Relating tribology to astringency perception in acidic plant protein-fortified fiber-based smoothies

With increased need to address environmental sustainability, there has been a pronounced interest on incorporating plant proteins in health-promoting fiber-rich fruit based drinks. Often such matrices are acidic in nature posing challenges for incorporating plant proteins causing undesirable textural issues such as astringency, which is poorly understood in the literature. This study aimed to understand how tribological and rheological characterization can help to explain mouthfeel of plant proteins when incorporated in fiber-based matrices (both model and real smoothies) at pH 3.8. Ten different commercially available isolated plant proteins (5 wt% protein solutions) exhibited significant aggregation being close to their isoelectric point in the fiber-based model smoothie dispersion (0.3 wt% pectin, 0.8 wt% inulin). Particularly, the viscosity of model smoothies spanned across three orders of magnitude, with many, if not, most demonstrating shear-thinning behaviors.

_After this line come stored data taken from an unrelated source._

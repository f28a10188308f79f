//! End-to-end traversal scenarios from spec §8's boundary-scenario list,
//! driven against synthetic in-memory packages rather than fixture files.

use crate::engine::Engine;
use crate::engine::ListCounters;
use crate::engine::test_support::{Record, build_store, record};
use crate::engine::text;
use crate::error::Result;
use crate::metadata::Metadata;
use crate::protos::{tsp, tswp};
use crate::visitor::{DocumentType, InlineElement, PageSettings, Visitor};

/// Records every event call as a short tag so a test can assert on the
/// exact sequence without implementing a full visitor per scenario.
#[derive(Default)]
struct RecordingVisitor(Vec<String>);

impl Visitor for RecordingVisitor {
    async fn document_begin(&mut self, document_type: DocumentType, _page_settings: PageSettings) -> Result<()> {
        self.0.push(format!("document-begin:{document_type:?}"));
        Ok(())
    }
    async fn document_end(&mut self) -> Result<()> {
        self.0.push("document-end".into());
        Ok(())
    }
    async fn list_begin(&mut self) -> Result<()> {
        self.0.push("list-begin".into());
        Ok(())
    }
    async fn list_end(&mut self) -> Result<()> {
        self.0.push("list-end".into());
        Ok(())
    }
    async fn list_item_begin(&mut self, number: u32) -> Result<()> {
        self.0.push(format!("list-item-begin:{number}"));
        Ok(())
    }
    async fn list_item_end(&mut self) -> Result<()> {
        self.0.push("list-item-end".into());
        Ok(())
    }
    async fn paragraph_begin(&mut self, _style: &crate::style::ParagraphStyle) -> Result<()> {
        self.0.push("paragraph-begin".into());
        Ok(())
    }
    async fn paragraph_end(&mut self) -> Result<()> {
        self.0.push("paragraph-end".into());
        Ok(())
    }
    async fn inline_element(&mut self, element: InlineElement) -> Result<()> {
        match element {
            InlineElement::Text(run) => self.0.push(format!("text:{}:{:?}", run.text, run.hyperlink)),
            InlineElement::FootnoteMarker => self.0.push("footnote-marker".into()),
            _ => self.0.push("inline-other".into()),
        }
        Ok(())
    }
}

fn storage_record(id: u64, archive: tswp::StorageArchive) -> Record {
    record(id, crate::registry::type_code::STORAGE_ARCHIVE, &archive)
}

#[tokio::test]
async fn empty_paragraph_emits_no_inline_events() {
    // Spec §8 scenario 1: a storage with one empty paragraph-style entry
    // and zero text characters emits exactly one paragraph-begin/end pair
    // and no inline events.
    let storage = tswp::StorageArchive {
        text: Some(String::new()),
        paragraph_styles: vec![tswp::AttrTableEntry { start_index: 0, length: None, object: None }],
        ..Default::default()
    };
    let store = build_store(vec![storage_record(1, storage)]);
    let metadata = Metadata::default();
    let dir = tempfile::tempdir().unwrap();
    let storage_impl = crate::package::DirectoryPackage::open(dir.path()).unwrap();
    let engine = Engine::new(&store, &metadata, &storage_impl);

    let mut visitor = RecordingVisitor::default();
    text::traverse_storage(&engine, &mut visitor, 1, &mut ListCounters::new()).await.unwrap();

    assert_eq!(visitor.0, vec!["paragraph-begin", "paragraph-end"]);
}

#[tokio::test]
async fn hyperlink_overlaps_the_run_it_falls_within() {
    // Spec §8 scenario 2: text = "click here", one character-style entry
    // at index 0, one smart-field hyperlink at character 5 -> a single
    // text event carries the hyperlink.
    let storage = tswp::StorageArchive {
        text: Some("click here".to_string()),
        paragraph_styles: vec![tswp::AttrTableEntry { start_index: 0, length: None, object: None }],
        character_styles: vec![tswp::AttrTableEntry { start_index: 0, length: None, object: None }],
        smart_fields: vec![tswp::SmartFieldEntry { character_index: 5, kind: Some(0), url: Some("https://x/".to_string()) }],
        ..Default::default()
    };
    let store = build_store(vec![storage_record(1, storage)]);
    let metadata = Metadata::default();
    let dir = tempfile::tempdir().unwrap();
    let storage_impl = crate::package::DirectoryPackage::open(dir.path()).unwrap();
    let engine = Engine::new(&store, &metadata, &storage_impl);

    let mut visitor = RecordingVisitor::default();
    text::traverse_storage(&engine, &mut visitor, 1, &mut ListCounters::new()).await.unwrap();

    assert_eq!(
        visitor.0,
        vec!["paragraph-begin", "text:click here:Some(\"https://x/\")", "paragraph-end"]
    );
}

#[tokio::test]
async fn list_counters_reset_across_a_non_list_paragraph() {
    // Spec §8 scenario 6: two numbered-list paragraphs at level 0,
    // followed by one non-list paragraph, followed by two more numbered-
    // list paragraphs at level 0 -> item numbers 1, 2, (non-list), 1, 2.
    let list_style = tswp::ListStyleArchive {
        levels: vec![tswp::ListLevelFormat { level: 0, label_kind: Some(2), ..Default::default() }],
        ..Default::default()
    };
    let list_paragraph = tswp::ParagraphStyleArchive {
        list_style: Some(tsp::Reference { identifier: 100, type_hint: None }),
        list_level: Some(0),
        ..Default::default()
    };
    let plain_paragraph = tswp::ParagraphStyleArchive::default();

    let storage = tswp::StorageArchive {
        text: Some("aaaaa".to_string()),
        paragraph_styles: vec![
            tswp::AttrTableEntry { start_index: 0, length: None, object: Some(tsp::Reference { identifier: 101, type_hint: None }) },
            tswp::AttrTableEntry { start_index: 1, length: None, object: Some(tsp::Reference { identifier: 101, type_hint: None }) },
            tswp::AttrTableEntry { start_index: 2, length: None, object: Some(tsp::Reference { identifier: 102, type_hint: None }) },
            tswp::AttrTableEntry { start_index: 3, length: None, object: Some(tsp::Reference { identifier: 101, type_hint: None }) },
            tswp::AttrTableEntry { start_index: 4, length: None, object: Some(tsp::Reference { identifier: 101, type_hint: None }) },
        ],
        ..Default::default()
    };

    let store = build_store(vec![
        record(100, crate::registry::type_code::LIST_STYLE, &list_style),
        record(101, crate::registry::type_code::PARAGRAPH_STYLE, &list_paragraph),
        record(102, crate::registry::type_code::PARAGRAPH_STYLE, &plain_paragraph),
        storage_record(1, storage),
    ]);
    let metadata = Metadata::default();
    let dir = tempfile::tempdir().unwrap();
    let storage_impl = crate::package::DirectoryPackage::open(dir.path()).unwrap();
    let engine = Engine::new(&store, &metadata, &storage_impl);

    let mut visitor = RecordingVisitor::default();
    text::traverse_storage(&engine, &mut visitor, 1, &mut ListCounters::new()).await.unwrap();

    let item_numbers: Vec<&str> = visitor.0.iter().filter(|e| e.starts_with("list-item-begin")).map(|s| s.as_str()).collect();
    assert_eq!(item_numbers, vec!["list-item-begin:1", "list-item-begin:2", "list-item-begin:1", "list-item-begin:2"]);

    // The non-list paragraph (index 2) falls between the two list runs,
    // outside both list-begin/end pairs.
    let list_begins = visitor.0.iter().filter(|e| *e == "list-begin").count();
    assert_eq!(list_begins, 2, "list membership toggles on and off around the plain paragraph");
}

#[tokio::test]
async fn list_level_comes_from_paragraph_data_not_the_style_default() {
    // The paragraph style's own `list_level` says 0, but the paragraph-data
    // table overrides it to 1 for this paragraph; the list style only
    // declares a label at level 1, so the item must still be recognized as
    // a list item and its counter keyed on level 1, not 0.
    let list_style = tswp::ListStyleArchive {
        levels: vec![tswp::ListLevelFormat { level: 1, label_kind: Some(2), ..Default::default() }],
        ..Default::default()
    };
    let list_paragraph = tswp::ParagraphStyleArchive {
        list_style: Some(tsp::Reference { identifier: 100, type_hint: None }),
        list_level: Some(0),
        ..Default::default()
    };
    let paragraph_data = tswp::ParagraphDataArchive { list_level: Some(1) };

    let storage = tswp::StorageArchive {
        text: Some("hi".to_string()),
        paragraph_styles: vec![tswp::AttrTableEntry {
            start_index: 0,
            length: None,
            object: Some(tsp::Reference { identifier: 101, type_hint: None }),
        }],
        paragraph_data: vec![tswp::AttrTableEntry {
            start_index: 0,
            length: None,
            object: Some(tsp::Reference { identifier: 102, type_hint: None }),
        }],
        ..Default::default()
    };

    let store = build_store(vec![
        record(100, crate::registry::type_code::LIST_STYLE, &list_style),
        record(101, crate::registry::type_code::PARAGRAPH_STYLE, &list_paragraph),
        record(102, crate::registry::type_code::PARAGRAPH_DATA, &paragraph_data),
        storage_record(1, storage),
    ]);
    let metadata = Metadata::default();
    let dir = tempfile::tempdir().unwrap();
    let storage_impl = crate::package::DirectoryPackage::open(dir.path()).unwrap();
    let engine = Engine::new(&store, &metadata, &storage_impl);

    let mut visitor = RecordingVisitor::default();
    text::traverse_storage(&engine, &mut visitor, 1, &mut ListCounters::new()).await.unwrap();

    assert!(visitor.0.contains(&"list-begin".to_string()), "level-1 label must still mark the paragraph as a list item");
    assert!(visitor.0.contains(&"list-item-begin:1".to_string()));
}

#[tokio::test]
async fn document_events_are_properly_nested_for_a_pages_package() {
    let storage = tswp::StorageArchive { text: Some("hi".to_string()), ..Default::default() };
    let doc = crate::protos::tp::DocumentArchive {
        sections: vec![crate::protos::tp::SectionArchive {
            storage: Some(tsp::Reference { identifier: 1, type_hint: None }),
            ..Default::default()
        }],
        body_storage: None,
    };
    let store = build_store(vec![
        storage_record(1, storage),
        record(2, crate::registry::type_code::PAGES_DOCUMENT, &doc),
    ]);
    let metadata = Metadata::default();
    let dir = tempfile::tempdir().unwrap();
    let storage_impl = crate::package::DirectoryPackage::open(dir.path()).unwrap();
    let engine = Engine::new(&store, &metadata, &storage_impl);

    let mut visitor = RecordingVisitor::default();
    engine.traverse(&mut visitor).await.unwrap();

    assert_eq!(visitor.0.first().unwrap(), "document-begin:Pages");
    assert_eq!(visitor.0.last().unwrap(), "document-end");
}
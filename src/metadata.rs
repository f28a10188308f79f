//! Metadata layer (component D): locates the package-level metadata
//! record and exposes the data-file registry, component enumeration, and
//! property dictionary the traversal engine needs to resolve asset paths
//! and enumerate slides (spec §4.D).

use std::collections::HashMap;

use crate::object_store::ObjectStore;
use crate::package::PackageStorage;
use crate::protos::tsp;

/// One entry in the package's asset registry: an object id, the filename
/// the author's machine preferred at save time, and the filename actually
/// used on disk under `Data/` (spec §3's "Data assets").
#[derive(Debug, Clone, PartialEq, Eq)]
pub struct DataFileEntry {
    pub identifier: u64,
    pub preferred_filename: Option<String>,
    pub filename: Option<String>,
}

/// One component entry: `preferred_locator` is consulted by the
/// presentation traversal to enumerate slides ("Slide").
#[derive(Debug, Clone, PartialEq, Eq)]
pub struct ComponentEntry {
    pub identifier: u64,
    pub preferred_locator: Option<String>,
}

/// Package-level metadata: the data-file registry, component list, and a
/// free-form property dictionary, all read from the well-known
/// [`crate::registry::type_code::METADATA_ARCHIVE`] record.
#[derive(Debug, Clone, Default)]
pub struct Metadata {
    pub data_entries: Vec<DataFileEntry>,
    pub components: Vec<ComponentEntry>,
    pub properties: HashMap<String, String>,
}

impl Metadata {
    /// Locate and parse the package's metadata anchor record. Absent (no
    /// `MetadataArchive` in the store) yields an empty, all-default
    /// [`Metadata`] rather than an error — a metadata-free synthetic
    /// package (as used in the boundary-scenario tests) is not corrupt.
    pub fn load(store: &ObjectStore) -> Self {
        let Some((_, archive)) = store.first_of_type::<tsp::MetadataArchive>() else {
            return Self::default();
        };
        Self::from_archive(&archive)
    }

    fn from_archive(archive: &tsp::MetadataArchive) -> Self {
        let data_entries = archive
            .data_entries
            .iter()
            .map(|e| DataFileEntry {
                identifier: e.identifier,
                preferred_filename: e.preferred_filename.clone(),
                filename: e.filename.clone(),
            })
            .collect();

        let components = archive
            .components
            .iter()
            .map(|c| ComponentEntry {
                identifier: c.identifier,
                preferred_locator: c.preferred_locator.clone(),
            })
            .collect();

        let properties = archive
            .properties
            .iter()
            .filter_map(|p| p.value.clone().map(|v| (p.key.clone(), v)))
            .collect();

        Metadata { data_entries, components, properties }
    }

    /// Resolve an image/movie/3D-object data reference's object id to a
    /// package path under `Data/`, preferring `filename` then
    /// `preferred_filename` — but only a name that actually exists in
    /// `storage` counts, per spec §4.D. Returns `None` (silently skipped
    /// by the traversal engine, spec §9) if neither resolves.
    pub fn resolve_data_path(&self, identifier: u64, storage: &dyn PackageStorage) -> Option<String> {
        let entry = self.data_entries.iter().find(|e| e.identifier == identifier)?;

        for candidate in [entry.filename.as_ref(), entry.preferred_filename.as_ref()] {
            if let Some(name) = candidate {
                let path = format!("Data/{name}");
                if storage.contains(&path) {
                    return Some(path);
                }
            }
        }
        None
    }

    /// Identifiers of every component whose `preferred_locator` is
    /// `"Slide"`, ascending (spec §4.G's presentation enumeration).
    pub fn slide_identifiers(&self) -> Vec<u64> {
        let mut ids: Vec<u64> = self
            .components
            .iter()
            .filter(|c| c.preferred_locator.as_deref() == Some("Slide"))
            .map(|c| c.identifier)
            .collect();
        ids.sort_unstable();
        ids
    }

    pub fn property(&self, key: &str) -> Option<&str> {
        self.properties.get(key).map(String::as_str)
    }
}

#[cfg(test)]
mod tests {
    use super::*;

    #[test]
    fn resolves_filename_over_preferred_filename() {
        let meta = Metadata {
            data_entries: vec![DataFileEntry {
                identifier: 1,
                preferred_filename: Some("original.png".into()),
                filename: Some("renamed.png".into()),
            }],
            ..Default::default()
        };

        struct Fs;
        impl PackageStorage for Fs {
            fn contains(&self, path: &str) -> bool {
                path == "Data/renamed.png"
            }
            fn read(&self, _: &str) -> crate::error::Result<Vec<u8>> {
                unreachable!()
            }
            fn size(&self, _: &str) -> crate::error::Result<u64> {
                unreachable!()
            }
            fn iter_entries(&self) -> Vec<String> {
                vec![]
            }
        }

        assert_eq!(meta.resolve_data_path(1, &Fs), Some("Data/renamed.png".to_string()));
    }

    #[test]
    fn falls_back_to_preferred_filename_when_filename_missing_from_storage() {
        let meta = Metadata {
            data_entries: vec![DataFileEntry {
                identifier: 1,
                preferred_filename: Some("original.png".into()),
                filename: Some("missing.png".into()),
            }],
            ..Default::default()
        };

        struct Fs;
        impl PackageStorage for Fs {
            fn contains(&self, path: &str) -> bool {
                path == "Data/original.png"
            }
            fn read(&self, _: &str) -> crate::error::Result<Vec<u8>> {
                unreachable!()
            }
            fn size(&self, _: &str) -> crate::error::Result<u64> {
                unreachable!()
            }
            fn iter_entries(&self) -> Vec<String> {
                vec![]
            }
        }

        assert_eq!(meta.resolve_data_path(1, &Fs), Some("Data/original.png".to_string()));
    }

    #[test]
    fn neither_name_resolving_is_none() {
        let meta = Metadata {
            data_entries: vec![DataFileEntry { identifier: 1, preferred_filename: None, filename: None }],
            ..Default::default()
        };

        struct Fs;
        impl PackageStorage for Fs {
            fn contains(&self, _: &str) -> bool {
                false
            }
            fn read(&self, _: &str) -> crate::error::Result<Vec<u8>> {
                unreachable!()
            }
            fn size(&self, _: &str) -> crate::error::Result<u64> {
                unreachable!()
            }
            fn iter_entries(&self) -> Vec<String> {
                vec![]
            }
        }

        assert_eq!(meta.resolve_data_path(1, &Fs), None);
    }

    #[test]
    fn slide_identifiers_are_sorted_ascending() {
        let meta = Metadata {
            components: vec![
                ComponentEntry { identifier: 5, preferred_locator: Some("Slide".into()) },
                ComponentEntry { identifier: 2, preferred_locator: Some("Slide".into()) },
                ComponentEntry { identifier: 9, preferred_locator: Some("Master".into()) },
            ],
            ..Default::default()
        };
        assert_eq!(meta.slide_identifiers(), vec![2, 5]);
    }
}
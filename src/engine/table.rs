//! Table walk: resolves a table drawable's model, its tiles, and emits
//! the `table-begin` / `row-begin` / `cell` / `row-end` / `table-end`
//! event sequence. A rich-text cell's referenced storage is traversed
//! immediately afterward as inline content rather than a nested paragraph
//! stream.

use crate::cell::{self, CellTables, CellValue};
use crate::engine::Engine;
use crate::engine::drawable::table_info;
use crate::engine::text;
use crate::error::Result;
use crate::object_store::Reference;
use crate::protos::tst;
use crate::visitor::Visitor;

/// Visit the table rooted at `id`, emitting its full row/cell stream. A
/// table whose model record doesn't resolve is skipped entirely (no
/// `table-begin` is emitted without a model to describe it).
pub(crate) async fn visit<V: Visitor>(engine: &Engine<'_>, visitor: &mut V, id: u64) -> Result<()> {
    let Some(model) = engine.store.get::<tst::TableModelArchive>(id) else { return Ok(()) };

    let info = table_info(engine, id, &model);
    visitor.table_begin(&info).await?;

    let rich_text: Vec<Reference> = model.rich_text_table.iter().map(|r| Reference::from(r.identifier)).collect();
    let tables = CellTables {
        strings: &model.strings_table,
        rich_text: &rich_text,
        number_formats: &model.number_format_table,
        currency_formats: &model.currency_format_table,
    };

    for tile_ref in &model.tiles {
        let Some(store) = engine.store.deref::<tst::TableDataStore>(Reference::from(tile_ref.identifier)) else {
            continue;
        };
        let Some(tile) = store.tile else { continue };

        for row in &tile.rows {
            visitor.row_begin(row.row_index).await?;
            let buf = row.packed_cell_data.as_deref().unwrap_or(&[]);

            for column in 0..info.column_count {
                let offset = row.cell_offsets.get(column as usize).copied().unwrap_or(u32::MAX);
                let decoded = if offset == u32::MAX || offset == 0xFFFF {
                    cell::Cell { value: CellValue::Empty, metadata: Default::default() }
                } else {
                    cell::decode(buf, offset as usize, &tables)
                };

                visitor.cell(column, &decoded).await?;

                if let CellValue::RichText(reference) = decoded.value {
                    Box::pin(text::traverse_storage_inline(engine, visitor, reference.identifier)).await?;
                }
            }

            visitor.row_end().await?;
        }
    }

    visitor.table_end().await
}
//! Spreadsheet (Numbers) traversal: sheets in declaration order, each
//! contributing its tables and other floating drawables in spatial
//! reading order (not z-order).

use crate::engine::Engine;
use crate::engine::drawable;
use crate::error::Result;
use crate::object_store::Reference;
use crate::protos::{tn, tsd};
use crate::visitor::{DocumentType, PageSettings, Visitor};

pub(crate) async fn traverse<V: Visitor>(engine: &Engine<'_>, visitor: &mut V, document: &tn::DocumentArchive) -> Result<()> {
    visitor.document_begin(DocumentType::Numbers, PageSettings::default()).await?;

    for sheet_ref in &document.sheets {
        let Some(sheet) = engine.store.deref::<tn::SheetArchive>(Reference::from(sheet_ref.identifier)) else { continue };

        visitor.sheet_begin(sheet.name.as_deref().unwrap_or("")).await?;

        let ids: Vec<u64> = match &sheet.drawable_order {
            Some(order_ref) => engine
                .store
                .deref::<tsd::DrawableOrderArchive>(Reference::from(order_ref.identifier))
                .map(|order| order.drawables.iter().map(|r| r.identifier).collect())
                .unwrap_or_else(|| sheet.tables.iter().map(|r| r.identifier).collect()),
            None => sheet.tables.iter().map(|r| r.identifier).collect(),
        };

        for id in drawable::spatial_order(engine, &ids) {
            drawable::visit_floating(engine, visitor, id).await?;
        }

        visitor.sheet_end().await?;
    }

    visitor.document_end().await
}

Plant proteins exhibited diverse frictional dissipation, with some of the tested commercial fava bean protein, pea protein and chickpea protein concentrates outperforming industry standards, such as soy protein isolate. Model smoothie’s effectively mimicked real smoothies in mouthfeel attributes (11 trained panelists), showing plant proteins governing the mouthfeel. Pearson’s correlation identified strong relationships between boundary friction, rheology, and sensory attributes, highlighting the predictive value of in vitro methods. Notably, %soluble fraction negatively correlated with all tested undesirable attributes, such as astringency offering a facile screening metric for plant protein performance. Overall, this study validates the use of in vitro tools for mouthfeel assessment in complex food matrices, streamlining protein selection for accelerating the development of sustainable plant-based foods.